The multiple functions of FEN1 are regulated via three major mechanisms: formation of complexes with different protein partners, cellular compartmentation, and post-translational modifications. More than 30 proteins have been identified to interact with FEN1, forming specific complexes in different pathways. Upon acetylation, FEN1 translocates into the nucleus in response to DNA damage and cell cycle phase changes. It is very much enhanced in the nucleolus for maintenance of stability of tandem repeats of ribosomal DNA. FEN1 is also in mitochondrion, playing an important role in mitochondrial DNA replication and repair. The nuclease is acetylated, phosphorylated or methylated in different molecular events and the interaction between methylation and phosphorylation determines its recruitment onto DNA replication forks via proliferating cell nuclear antigen. The first group of FEN1
somatic mutations has been identified in human cancer cells, which has clear segregation of biochemical activities. The future emphasis will be placed on the mutations and prevalent polymorphisms that may impair one of the three major regulatory mechanisms. See Project 1
- Functional Analysis of FEN-1 Nuclease in Genome Stability.
Recently, we found that another major nuclease, DNA2, is dominantly localized into mitochondria and cooperatively processes replication and repair DNA intermediates for ligation and completion of circular mtDNA replication and repair. These novel and exciting observations prompted us to: i) knock out the DNA2 gene in mice to determine if defective DNA2-mediated RNA primer removal causes mitochondrial genomic instabilities, consequently promoting cancers and other genetic diseases, and ii) link functional defects of the DNA2 mutations identified in human mitochondrion-based diseases to pathologic mechanisms. Information made available from these studies should establish a relationship among the functions of these novel mitochondrial genes, unique mitochondrial mutagenic phenotype(s), and pathological mechanisms. The proposed study may also establish a foundation for the development of new treatment regimens for patients with mitochondrion-based cancers and other disorders. See Project 2
- Role of Nucleases in RNA Primer Removal and Mutagenesis.
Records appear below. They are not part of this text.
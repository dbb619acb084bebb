//! Simulation runner driving a real [`BossEngine`] with concurrent players.
//!
//! Every run gets its own engine, a manual clock parked at the start of the
//! boss phase and a seeded roster of players with ed25519 wallets. Each step
//! the clock advances and every player's action for that step runs as its
//! own tokio task, so damage lands on the boss concurrently exactly as it
//! would from independent requests.

use super::config::SimConfig;
use super::report::{RunStats, SimReport};
use crate::boss::BossId;
use crate::character::{Loadout, Roster};
use crate::core::clock::{Clock, ManualClock};
use crate::engine::BossEngine;
use crate::settlement::{distribute_rewards, DropTableRoller};
use crate::signature::{sign_message, wallet_address, ChallengeAction, Ed25519Verifier};
use ed25519_dalek::SigningKey;
use rand::{Rng, SeedableRng};
use rand_chacha::ChaCha8Rng;
use std::collections::BTreeMap;
use std::sync::Arc;
use tokio::task::JoinSet;

/// Run every configured fight and aggregate the results.
pub async fn run_simulation(config: &SimConfig) -> SimReport {
    let mut all_runs = Vec::with_capacity(config.num_runs as usize);

    for run_idx in 0..config.num_runs {
        let mut rng = match config.seed {
            Some(seed) => ChaCha8Rng::seed_from_u64(seed + run_idx as u64),
            None => ChaCha8Rng::from_entropy(),
        };

        let run = simulate_single_run(config, &mut rng).await;
        if config.verbosity >= 2 {
            println!(
                "Run {}/{} - {} after {:.1}h, {} players, HP {}/{}",
                run_idx + 1,
                config.num_runs,
                if run.killed { "killed" } else { "survived" },
                run.hours_elapsed,
                run.participants,
                run.remaining_health,
                run.max_health
            );
        }
        all_runs.push(run);
    }

    SimReport::from_runs(all_runs)
}

struct SimPlayer {
    key: SigningKey,
    wallet: String,
    away_until_step: Option<u64>,
    overload_attempted: bool,
}

#[derive(Debug, Clone, Copy)]
enum PlayerAction {
    Poll,
    Overload,
    Reconnect,
}

/// What one player task reports back.
enum ActionOutcome {
    Polled,
    Overloaded { credited: u64 },
    Reconnected { credited: u64 },
    Rejected(&'static str),
}

fn random_loadout(character_id: String, rng: &mut impl Rng) -> Loadout {
    Loadout {
        character_id,
        armor_level: rng.gen_range(0..=10),
        engine_level: rng.gen_range(0..=10),
        scanner_level: rng.gen_range(0..=10),
        score: rng.gen_range(0..=20_000),
        scrap: rng.gen_range(0..=500),
        crystal: rng.gen_range(0..=100),
        artifact: rng.gen_range(0..=20),
        critical_overload: rng.gen_bool(0.2),
    }
}

async fn simulate_single_run(config: &SimConfig, rng: &mut ChaCha8Rng) -> RunStats {
    // Saturday 00:00 UTC: the first instant of a boss phase
    let clock = Arc::new(ManualClock::at_utc(2026, 10, 17, 0));
    let roster = Arc::new(Roster::new());

    let mut players = Vec::with_capacity(config.players);
    for idx in 0..config.players {
        let key = SigningKey::from_bytes(&rng.gen::<[u8; 32]>());
        let wallet = wallet_address(&key);
        roster.upsert(&wallet, random_loadout(format!("sim-char-{idx}"), rng));
        players.push(SimPlayer {
            key,
            wallet,
            away_until_step: None,
            overload_attempted: false,
        });
    }

    let engine = Arc::new(BossEngine::new(
        config.engine.clone(),
        roster.clone(),
        Arc::new(Ed25519Verifier),
        clock.clone(),
    ));

    let mut stats = RunStats::default();
    let boss_id = match engine.get_or_spawn().await {
        Ok(boss) => boss.id,
        Err(e) => {
            tracing::warn!(error = %e, "Simulation could not spawn a boss");
            return stats;
        }
    };

    for player in &players {
        if rng.gen_bool(config.license_share) {
            record(&mut stats.rejections, engine.purchase_license(&player.wallet).await.err());
            stats.licenses += 1;
        }
        if rng.gen_bool(config.amplifier_share) {
            record(&mut stats.rejections, engine.purchase_amplifier(&player.wallet).await.err());
            stats.amplifiers += 1;
        }
        let character_id = roster
            .loadout(&player.wallet)
            .map(|l| l.character_id)
            .unwrap_or_default();
        record(&mut stats.rejections, engine.join(&player.wallet, &character_id).await.err());
    }

    let mut steps = 0;
    while steps < config.max_steps {
        steps += 1;
        clock.advance_secs(config.step_secs);

        let mut tasks = JoinSet::new();
        for player in players.iter_mut() {
            let Some(action) = choose_action(player, steps, config, rng) else {
                continue;
            };
            let engine = Arc::clone(&engine);
            let key = player.key.clone();
            let wallet = player.wallet.clone();
            tasks.spawn(async move { perform(&engine, &key, &wallet, action).await });
        }

        while let Some(joined) = tasks.join_next().await {
            match joined {
                Ok(ActionOutcome::Polled) => {}
                Ok(ActionOutcome::Overloaded { credited }) => {
                    stats.overloads += 1;
                    stats.burst_credited += credited;
                }
                Ok(ActionOutcome::Reconnected { credited }) => {
                    stats.reconnects += 1;
                    stats.reconnect_credited += credited;
                }
                Ok(ActionOutcome::Rejected(code)) => {
                    *stats.rejections.entry(code.to_string()).or_insert(0) += 1;
                }
                Err(e) => tracing::warn!(error = %e, "Simulated player task failed"),
            }
        }

        let resolved = match engine.status(boss_id, None).await {
            Ok(status) => status.boss.resolved,
            Err(_) => false,
        };
        if resolved {
            break;
        }
    }

    finish_run(&engine, boss_id, clock.as_ref(), steps, config, rng, stats).await
}

/// Decide this step's action on the main task so runs stay reproducible
/// regardless of how tasks interleave.
fn choose_action(
    player: &mut SimPlayer,
    step: u64,
    config: &SimConfig,
    rng: &mut impl Rng,
) -> Option<PlayerAction> {
    if let Some(until) = player.away_until_step {
        if step < until {
            return None;
        }
        player.away_until_step = None;
        return Some(PlayerAction::Reconnect);
    }
    if rng.gen_bool(config.absence_chance) {
        let away_for = rng.gen_range(1..=config.max_absence_steps.max(1));
        player.away_until_step = Some(step + away_for);
        return None;
    }
    if !player.overload_attempted && rng.gen_bool(config.overload_chance) {
        player.overload_attempted = true;
        return Some(PlayerAction::Overload);
    }
    Some(PlayerAction::Poll)
}

async fn perform(
    engine: &BossEngine,
    key: &SigningKey,
    wallet: &str,
    action: PlayerAction,
) -> ActionOutcome {
    let result = match action {
        PlayerAction::Poll => engine.current_status(Some(wallet)).await.map(|_| ActionOutcome::Polled),
        PlayerAction::Reconnect => engine
            .reconnect(wallet)
            .await
            .map(|r| ActionOutcome::Reconnected {
                credited: r.damage.credited,
            }),
        PlayerAction::Overload => {
            match engine.issue_challenge(wallet, ChallengeAction::Overload).await {
                Ok(challenge) => {
                    let signature = sign_message(key, &challenge.message);
                    engine
                        .overload(wallet, &signature)
                        .await
                        .map(|r| ActionOutcome::Overloaded {
                            credited: r.damage.credited,
                        })
                }
                Err(e) => Err(e),
            }
        }
    };
    result.unwrap_or_else(|e| ActionOutcome::Rejected(e.code()))
}

async fn finish_run(
    engine: &BossEngine,
    boss_id: BossId,
    clock: &dyn Clock,
    steps: u64,
    config: &SimConfig,
    rng: &mut ChaCha8Rng,
    mut stats: RunStats,
) -> RunStats {
    stats.steps = steps;
    stats.hours_elapsed = (steps as i64 * config.step_secs) as f64 / 3600.0;

    let status = match engine.status(boss_id, None).await {
        Ok(status) => status,
        Err(e) => {
            tracing::warn!(error = %e, "Simulated boss vanished");
            return stats;
        }
    };
    stats.max_health = status.boss.max_health;
    stats.remaining_health = status.boss.current_health;
    stats.killed = status.boss.resolved;
    stats.participants = status.participant_count;
    stats.credited_total = status.total_damage;
    stats.ledger_consistent = status.total_damage == status.boss.depleted()
        && status.total_damage <= status.boss.max_health;

    if let Some(resolved_at_ms) = status.boss.resolved_at_ms {
        stats.hours_elapsed = (resolved_at_ms - status.boss.spawned_at_ms) as f64 / 3_600_000.0;
    }
    stats.passive_credited = stats
        .credited_total
        .saturating_sub(stats.burst_credited + stats.reconnect_credited);

    if !stats.killed {
        return stats;
    }

    match engine.resolve(boss_id).await {
        Ok(settlement) => {
            stats.top_contribution = settlement
                .entries
                .iter()
                .map(|e| e.contribution_fraction)
                .fold(0.0, f64::max);
            stats.settlement_digest = settlement.digest().ok();
            let drops = distribute_rewards(&settlement, &DropTableRoller, rng);
            stats.weekly_buffs = drops.iter().filter(|d| d.weekly_buff.is_some()).count();
            stats.permanent_loot = drops.iter().filter(|d| d.permanent_loot.is_some()).count();
            stats.data_cores = drops.iter().filter(|d| d.data_core).count();
            stats.nft_artifacts = drops.iter().filter(|d| d.nft_artifact).count();
        }
        Err(e) => {
            tracing::warn!(error = %e, at_ms = clock.now_ms(), "Settlement of killed boss failed");
        }
    }
    stats
}

fn record(rejections: &mut BTreeMap<String, u64>, error: Option<crate::error::BossError>) {
    if let Some(e) = error {
        *rejections.entry(e.code().to_string()).or_insert(0) += 1;
    }
}

#[cfg(test)]
mod tests {
    use super::*;

    #[tokio::test(flavor = "multi_thread", worker_threads = 4)]
    async fn test_quick_simulation_kills_boss() {
        let config = SimConfig {
            seed: Some(11),
            verbosity: 0,
            ..SimConfig::quick(6)
        };
        let report = run_simulation(&config).await;
        assert_eq!(report.num_runs, 3);
        assert_eq!(report.kills, 3);
        assert_eq!(report.ledger_violations, 0);
        for run in &report.run_stats {
            assert_eq!(run.credited_total, run.max_health);
            assert_eq!(run.participants, 6);
            assert!(run.settlement_digest.is_some());
        }
    }

    #[tokio::test]
    async fn test_unkillable_boss_times_out() {
        let mut config = SimConfig {
            seed: Some(3),
            num_runs: 1,
            players: 3,
            max_steps: 4,
            verbosity: 0,
            ..SimConfig::default()
        };
        config.engine.base_health = 10_000_000;
        config.engine.scale_with_players = false;
        let report = run_simulation(&config).await;
        assert_eq!(report.kills, 0);
        assert_eq!(report.run_stats[0].steps, 4);
        assert!(report.run_stats[0].ledger_consistent);
    }

    #[test]
    fn test_choose_action_returns_after_absence_with_reconnect() {
        let config = SimConfig {
            absence_chance: 1.0,
            max_absence_steps: 1,
            ..SimConfig::default()
        };
        let mut rng = ChaCha8Rng::seed_from_u64(1);
        let mut player = SimPlayer {
            key: SigningKey::from_bytes(&[1; 32]),
            wallet: "w".into(),
            away_until_step: None,
            overload_attempted: false,
        };
        assert!(choose_action(&mut player, 1, &config, &mut rng).is_none());
        assert_eq!(player.away_until_step, Some(2));
        assert!(matches!(
            choose_action(&mut player, 2, &config, &mut rng),
            Some(PlayerAction::Reconnect)
        ));
    }
}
The other novel nuclease that we are interested in is called TatD, which possesses a nick and 3’ exonuclease activity and is involved in apoptosis DNA fragmentation. In collaboration with Dr. John Williams in the Department of Molecular Medicine, we are currently undertaking a detailed 3-D structural and functional analysis of TatD to determine its role in apoptosis and the biological consequences, in human cells, of defects in this nuclease.